The Wellington branch of the Palm Beach County Library System recently re-opened after a major renovation project, and the much-improved building now includes two rooms named in honor of longtime Wellington community leaders.
At the Palm Beach County Commission meeting on Tuesday, Dec. 7, Commissioner Melissa McKinlay made motions to rename the conference room and children’s activities room in the building.
Carried unanimously, the motions named the conference room at the library the “Mayor Tom and Regis Wenham Conference Room,” and the children’s meeting room the “Mayor Kathy Foster Children’s Activities Room.”

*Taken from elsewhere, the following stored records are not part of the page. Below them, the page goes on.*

use std::fmt;
use std::str::FromStr;

use serde::{Deserialize, Serialize};
use thiserror::Error;

#[derive(Debug, Clone, PartialEq, Eq, Error)]
#[error("unknown period '{value}' (expected one of: {expected})")]
pub struct ParsePeriodError {
	pub value: String,
	pub expected: &'static str,
}

/// Period accepted by the finance overview endpoint.
#[derive(Debug, Clone, Copy, PartialEq, Eq, Hash, Default, Serialize, Deserialize)]
#[serde(rename_all = "lowercase")]
pub enum OverviewPeriod {
	Today,
	Week,
	#[default]
	Month,
	Year,
}

impl OverviewPeriod {
	pub const ALL: [OverviewPeriod; 4] = [Self::Today, Self::Week, Self::Month, Self::Year];

	pub fn as_str(&self) -> &'static str {
		match self {
			Self::Today => "today",
			Self::Week => "week",
			Self::Month => "month",
			Self::Year => "year",
		}
	}
}

/// Period selected on the dashboard and forwarded to the reports endpoints.
#[derive(Debug, Clone, Copy, PartialEq, Eq, Hash, Default, Serialize, Deserialize)]
#[serde(rename_all = "lowercase")]
pub enum ReportPeriod {
	Daily,
	Weekly,
	#[default]
	Monthly,
	Yearly,
}

impl ReportPeriod {
	pub const ALL: [ReportPeriod; 4] = [Self::Daily, Self::Weekly, Self::Monthly, Self::Yearly];

	pub fn as_str(&self) -> &'static str {
		match self {
			Self::Daily => "daily",
			Self::Weekly => "weekly",
			Self::Monthly => "monthly",
			Self::Yearly => "yearly",
		}
	}
}

impl fmt::Display for OverviewPeriod {
	fn fmt(&self, f: &mut fmt::Formatter<'_>) -> fmt::Result {
		f.write_str(self.as_str())
	}
}

impl fmt::Display for ReportPeriod {
	fn fmt(&self, f: &mut fmt::Formatter<'_>) -> fmt::Result {
		f.write_str(self.as_str())
	}
}

impl FromStr for OverviewPeriod {
	type Err = ParsePeriodError;

	fn from_str(s: &str) -> Result<Self, Self::Err> {
		Self::ALL
			.into_iter()
			.find(|p| p.as_str().eq_ignore_ascii_case(s.trim()))
			.ok_or_else(|| ParsePeriodError {
				value: s.to_string(),
				expected: "today, week, month, year",
			})
	}
}

impl FromStr for ReportPeriod {
	type Err = ParsePeriodError;

	fn from_str(s: &str) -> Result<Self, Self::Err> {
		Self::ALL
			.into_iter()
			.find(|p| p.as_str().eq_ignore_ascii_case(s.trim()))
			.ok_or_else(|| ParsePeriodError {
				value: s.to_string(),
				expected: "daily, weekly, monthly, yearly",
			})
	}
}

#[cfg(test)]
mod tests {
	use super::*;

	#[test]
	fn defaults_match_backend_defaults() {
		assert_eq!(OverviewPeriod::default(), OverviewPeriod::Month);
		assert_eq!(ReportPeriod::default(), ReportPeriod::Monthly);
	}

	#[test]
	fn parse_is_case_insensitive() {
		assert_eq!("Yearly".parse::<ReportPeriod>(), Ok(ReportPeriod::Yearly));
		assert_eq!(" week ".parse::<OverviewPeriod>(), Ok(OverviewPeriod::Week));
		assert!("monthly".parse::<OverviewPeriod>().is_err());
	}

	#[test]
	fn serde_uses_lowercase_names() {
		assert_eq!(
			serde_json::to_string(&ReportPeriod::Weekly).unwrap(),
			"\"weekly\""
		);
		for p in OverviewPeriod::ALL {
			assert_eq!(serde_json::to_string(&p).unwrap(), format!("\"{p}\""));
		}
	}
}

The Wenhams and Foster were at the library’s rededication ceremony on Saturday, Dec. 18, where the new names were unveiled.
In November 2021, staff was given direction to provide a plan to name a room at the Wellington branch after Tom and Regis Wenham.
Tom Wenham served as a U.S. Air Force flight engineer with the 8th Bomb Squadron during the Korean War. In 1994, he was elected to the Acme Improvement District Board of Supervisors, Wellington’s pre-incorporation government. In 1996, he was elected to a council seat in the newly incorporated Village of Wellington. He was appointed mayor in 2000, and after the charter was changed to allow voters to directly elect the mayor, Wenham was elected mayor in 2003 and served in that post until 2008. Since then, he has remained active in the community, and currently serves on the village’s Architectural Review Board and as chair of the Wellington Community Foundation.
Regis Wenham also has a long history of community service, particularly when it comes to the Palm Beach County Library System. In October 1999, she was appointed to the Library Advisory Board, and has been continually reappointed to the board for the past 22 years. She served as chair of the Library Advisory Board in 2007-08.
Regis Wenham said she and her husband never expected to have a room at the library named after them. “It took me aback, it really did,” she told the Town-Crier. “It was one big surprise.”
The Palm Beach County Commission also decided to honor Foster for her many years of community service.
Foster was the first woman elected to a seat on the Acme Improvement District board in 1990. It was the first popular election in the community’s history. From 1992 to 1994, she served as president of the Acme board. In 1996, Foster was elected to the inaugural Wellington Village Council and was chosen by the council to serve as the village’s first mayor.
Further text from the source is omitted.